A mí Freddie me había explicado que Bix había sido, quiero decir que era un hombre con problemas, aunque nadie parecía saber gran cosa de lo que le pasaba, simplemente no era feliz y aparte del jazz se la pasaba solo, con mucha gente, claro, pero solo y bebiendo cada vez más. La gente y los otros músicos no sabían si se las arreglaba con putas o no funcionaba bien con las mujeres, al final había tenido una especie de novia reformista, en la que todos depositaban una enorme confianza como pasa siempre cuando se quiere a un amigo que anda jodido y se piensa que ese tipo de novia lo va a salvar de andá a saber qué, hay que ser cretinos. Pero eso fue más tarde, ahora Bix andaba solo en todas las giras con la orquesta y desde las cinco de la tarde los ojos se le iban poniendo de vidrio, Trum y los otros tenían que vigilarlo para que no desapareciera del hotel a la hora del trabajo. Apple pie, me dijo cuando le expliqué mi nombre, es casi peor que mi nombre, si vamos al caso.


Como no hablaba mucho, tuve que inventar cualquier cosa y empecé a mencionarle discos, que finalmente era lo único desde donde él me había estado mirando hasta ahora, y lo vi que sacudía la cabeza y que por momentos parecía no entender algunos nombres; cuando me di cuenta del porqué –era algo que tuve que aprender poco a poco, algo tan difícil no hablarle de lo que yo quería pero él no, por ejemplo la novia reformista–, bueno, entonces me puse a hablarle del concierto de la noche anterior y le dije que iría al próximo. Apple pie, dijo Bix, espero que no seas una de esas fanáticas que no se pierden uno, es algo que nunca he podido soportar, dos veces la misma cara entre el público me corta hasta las ganas de vivir, siento casi como si tuviera que repetir los solos que toqué ayer y eso es algo que no haré jamás en la vida. Aunque vaya a saber, dijo Bix mirando la taza de café vacía, vaya a saber si en una de ésas no empiezo a copiarme a mí mismo, no sería el primero.
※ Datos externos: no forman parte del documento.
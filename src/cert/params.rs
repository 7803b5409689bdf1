use bon::Builder;
use const_oid::ObjectIdentifier;
use der::Tag;
use der::Tagged;
use der::asn1::{Any, Ia5StringRef, PrintableStringRef, SetOfVec, TeletexStringRef, Utf8StringRef};
use serde::{Deserialize, Serialize};
use x509_cert::attr::AttributeTypeAndValue;
use x509_cert::name::{Name, RdnSequence, RelativeDistinguishedName};

pub use crate::cert::extensions::{KeyPurpose, SubjectAltName};
use crate::error::{PkiError, Result};

const COUNTRY: ObjectIdentifier = ObjectIdentifier::new_unwrap("2.5.4.6");
const PROVINCE: ObjectIdentifier = ObjectIdentifier::new_unwrap("2.5.4.8");
const LOCALITY: ObjectIdentifier = ObjectIdentifier::new_unwrap("2.5.4.7");
const STREET_ADDRESS: ObjectIdentifier = ObjectIdentifier::new_unwrap("2.5.4.9");
const POSTAL_CODE: ObjectIdentifier = ObjectIdentifier::new_unwrap("2.5.4.17");
const ORGANIZATION: ObjectIdentifier = ObjectIdentifier::new_unwrap("2.5.4.10");
const ORGANIZATIONAL_UNIT: ObjectIdentifier = ObjectIdentifier::new_unwrap("2.5.4.11");
const COMMON_NAME: ObjectIdentifier = ObjectIdentifier::new_unwrap("2.5.4.3");

/// Largest accepted validity, in days.
pub const MAX_VALIDITY_DAYS: u32 = i32::MAX as u32;

/// Distinguished name of a certificate subject.
///
/// Empty fields are absent: they are never emitted in the encoded name.
#[derive(Clone, Debug, Default, PartialEq, Eq, Builder, Serialize, Deserialize)]
#[serde(rename_all = "camelCase", default)]
#[builder(on(String, into))]
pub struct Subject {
    #[builder(default)]
    #[serde(skip_serializing_if = "String::is_empty")]
    pub country: String,
    #[builder(default)]
    #[serde(skip_serializing_if = "String::is_empty")]
    pub organization: String,
    #[builder(default)]
    #[serde(skip_serializing_if = "String::is_empty")]
    pub organizational_unit: String,
    #[builder(default)]
    #[serde(skip_serializing_if = "String::is_empty")]
    pub locality: String,
    #[builder(default)]
    #[serde(skip_serializing_if = "String::is_empty")]
    pub province: String,
    #[builder(default)]
    #[serde(skip_serializing_if = "String::is_empty")]
    pub street_address: String,
    #[builder(default)]
    #[serde(skip_serializing_if = "String::is_empty")]
    pub postal_code: String,
    #[builder(default)]
    pub common_name: String,
}

impl Subject {
    fn attributes(&self) -> [(ObjectIdentifier, &str); 8] {
        [
            (COUNTRY, self.country.as_str()),
            (PROVINCE, self.province.as_str()),
            (LOCALITY, self.locality.as_str()),
            (STREET_ADDRESS, self.street_address.as_str()),
            (POSTAL_CODE, self.postal_code.as_str()),
            (ORGANIZATION, self.organization.as_str()),
            (ORGANIZATIONAL_UNIT, self.organizational_unit.as_str()),
            (COMMON_NAME, self.common_name.as_str()),
        ]
    }

    fn field_mut(&mut self, oid: ObjectIdentifier) -> Option<&mut String> {
        match oid {
            COUNTRY => Some(&mut self.country),
            PROVINCE => Some(&mut self.province),
            LOCALITY => Some(&mut self.locality),
            STREET_ADDRESS => Some(&mut self.street_address),
            POSTAL_CODE => Some(&mut self.postal_code),
            ORGANIZATION => Some(&mut self.organization),
            ORGANIZATIONAL_UNIT => Some(&mut self.organizational_unit),
            COMMON_NAME => Some(&mut self.common_name),
            _ => None,
        }
    }

    /// Converts the subject to an X.509 name, one attribute per RDN.
    pub fn to_name(&self) -> Result<Name> {
        if self.common_name.is_empty() {
            return Err(PkiError::InvalidInput("missing common name".to_string()));
        }

        let mut rdns = Vec::new();
        for (oid, value) in self.attributes() {
            if value.is_empty() {
                continue;
            }
            // PrintableString when the alphabet allows it, UTF8String otherwise.
            let value = match PrintableStringRef::new(value) {
                Ok(printable) => Any::encode_from(&printable)?,
                Err(_) => Any::encode_from(&Utf8StringRef::new(value)?)?,
            };
            let atv = AttributeTypeAndValue { oid, value };
            rdns.push(RelativeDistinguishedName(SetOfVec::try_from(vec![atv])?));
        }
        Ok(RdnSequence(rdns))
    }

    /// Recovers the structured fields from an X.509 name.
    ///
    /// Attributes other than the eight known ones are ignored.
    pub fn from_name(name: &Name) -> Result<Self> {
        let mut subject = Subject::default();
        for atv in name.0.iter().flat_map(|rdn| rdn.0.iter()) {
            if let Some(field) = subject.field_mut(atv.oid) {
                *field = attribute_string(&atv.value)
                    .ok_or_else(|| PkiError::parse("name", format!("attribute {}", atv.oid)))?;
            }
        }
        Ok(subject)
    }
}

fn attribute_string(value: &Any) -> Option<String> {
    match value.tag() {
        Tag::PrintableString => value
            .decode_as::<PrintableStringRef<'_>>()
            .ok()
            .map(|s| s.to_string()),
        Tag::Utf8String => value.decode_as::<String>().ok(),
        Tag::Ia5String => value
            .decode_as::<Ia5StringRef<'_>>()
            .ok()
            .map(|s| s.to_string()),
        Tag::TeletexString => value
            .decode_as::<TeletexStringRef<'_>>()
            .ok()
            .map(|s| s.to_string()),
        _ => None,
    }
}

/// Input for one certificate issuance.
///
/// A zero `validity` means "unset" and is filled from the configured defaults
/// by [`CertificateRequest::update_from_defaults`].
#[derive(Clone, Debug, Default, PartialEq, Eq, Builder, Serialize, Deserialize)]
#[serde(rename_all = "camelCase", default)]
pub struct CertificateRequest {
    /// Validity in days.
    #[builder(default)]
    pub validity: u32,
    #[builder(default)]
    pub subject: Subject,
    #[builder(default)]
    pub san: SubjectAltName,
    #[builder(default)]
    #[serde(rename = "isCA", skip_serializing_if = "std::ops::Not::not")]
    pub is_ca: bool,
    #[builder(default)]
    #[serde(skip_serializing_if = "std::ops::Not::not")]
    pub is_client_certificate: bool,
}

impl CertificateRequest {
    /// Fills every unset field from `defaults`; values already present win.
    pub fn update_from_defaults(&mut self, defaults: &CertificateRequest) {
        if self.validity == 0 {
            self.validity = defaults.validity;
        }

        let subject = &mut self.subject;
        let fallback = &defaults.subject;
        for (field, default) in [
            (&mut subject.country, &fallback.country),
            (&mut subject.organization, &fallback.organization),
            (&mut subject.organizational_unit, &fallback.organizational_unit),
            (&mut subject.locality, &fallback.locality),
            (&mut subject.province, &fallback.province),
            (&mut subject.street_address, &fallback.street_address),
            (&mut subject.postal_code, &fallback.postal_code),
            (&mut subject.common_name, &fallback.common_name),
        ] {
            if field.is_empty() {
                field.clone_from(default);
            }
        }

        let san = &mut self.san;
        if san.uris.is_empty() {
            san.uris.clone_from(&defaults.san.uris);
        }
        if san.dns_names.is_empty() {
            san.dns_names.clone_from(&defaults.san.dns_names);
        }
        if san.ip_addresses.is_empty() {
            san.ip_addresses.clone_from(&defaults.san.ip_addresses);
        }
        if san.email_addresses.is_empty() {
            san.email_addresses.clone_from(&defaults.san.email_addresses);
        }
    }

    /// Checks the invariants issuance relies on.
    pub fn validate(&self) -> Result<()> {
        if !(1..=MAX_VALIDITY_DAYS).contains(&self.validity) {
            return Err(PkiError::InvalidInput(format!(
                "validity must be between 1 and {MAX_VALIDITY_DAYS} days, got {}",
                self.validity
            )));
        }
        if self.subject.common_name.is_empty() {
            return Err(PkiError::InvalidInput("missing common name".to_string()));
        }
        Ok(())
    }
}

/// Which extended key usage leaf certificates receive.
///
/// Authority certificates never carry the extension.
#[derive(Clone, Copy, Debug, Default, PartialEq, Eq, Serialize, Deserialize)]
#[serde(rename_all = "camelCase")]
pub enum ExtendedKeyUsagePolicy {
    /// `serverAuth` on every leaf, whatever the client flag says.
    AlwaysServerAuth,
    /// `serverAuth` on server leaves, no extension on client leaves.
    ServerUnlessClient,
    /// `serverAuth` on server leaves, `clientAuth` on client leaves.
    #[default]
    ByClientFlag,
}

impl ExtendedKeyUsagePolicy {
    /// The purposes to list for `request`; empty means "omit the extension".
    pub fn purposes(&self, request: &CertificateRequest) -> Vec<KeyPurpose> {
        if request.is_ca {
            return Vec::new();
        }
        match (self, request.is_client_certificate) {
            (ExtendedKeyUsagePolicy::AlwaysServerAuth, _) => vec![KeyPurpose::ServerAuth],
            (_, false) => vec![KeyPurpose::ServerAuth],
            (ExtendedKeyUsagePolicy::ServerUnlessClient, true) => Vec::new(),
            (ExtendedKeyUsagePolicy::ByClientFlag, true) => vec![KeyPurpose::ClientAuth],
        }
    }
}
–Yo no quiero ser una cara para vos –dije deliciosamente, y me hubiera gustado que él me pateara por dejado de la mesa–. Me compraré pelucas, no me reconocerás nunca. –Adiós –dijo Bix tirando unas monedas sobre la mesa y dándome la espalda.

Esa noche me senté muy cerca del estrado y ni siquiera me cambié el vestido, lo vi entrar detrás de los otros y mirarme casi en seguida, clavarme los ojos, y después pasó algo extraño y es que Bix se llevó la corneta a la boca como si fuera a calentarla mucho antes de empezar, y casi en un susurro tocó tres o cuatro compases de su solo en Jazz me Blues. Me acuerdo que ese tema no lo tocaron esa noche, había sido solamente para mí y supe que Bix me había perdonado. Lo seguí en la gira pero sin acercarme nunca a él, en el cuarto concierto me tocó en el hombro en el entreacto y me mostró el bar con un...

* Eddie Lang (Salvatore Massaro), había adoptado el nombre de su ídolo deportivo cuando en 1920 ingresó a la orquesta de Charles Kerr, ante la dificultad que existía en pronunciar su nombre correctamente.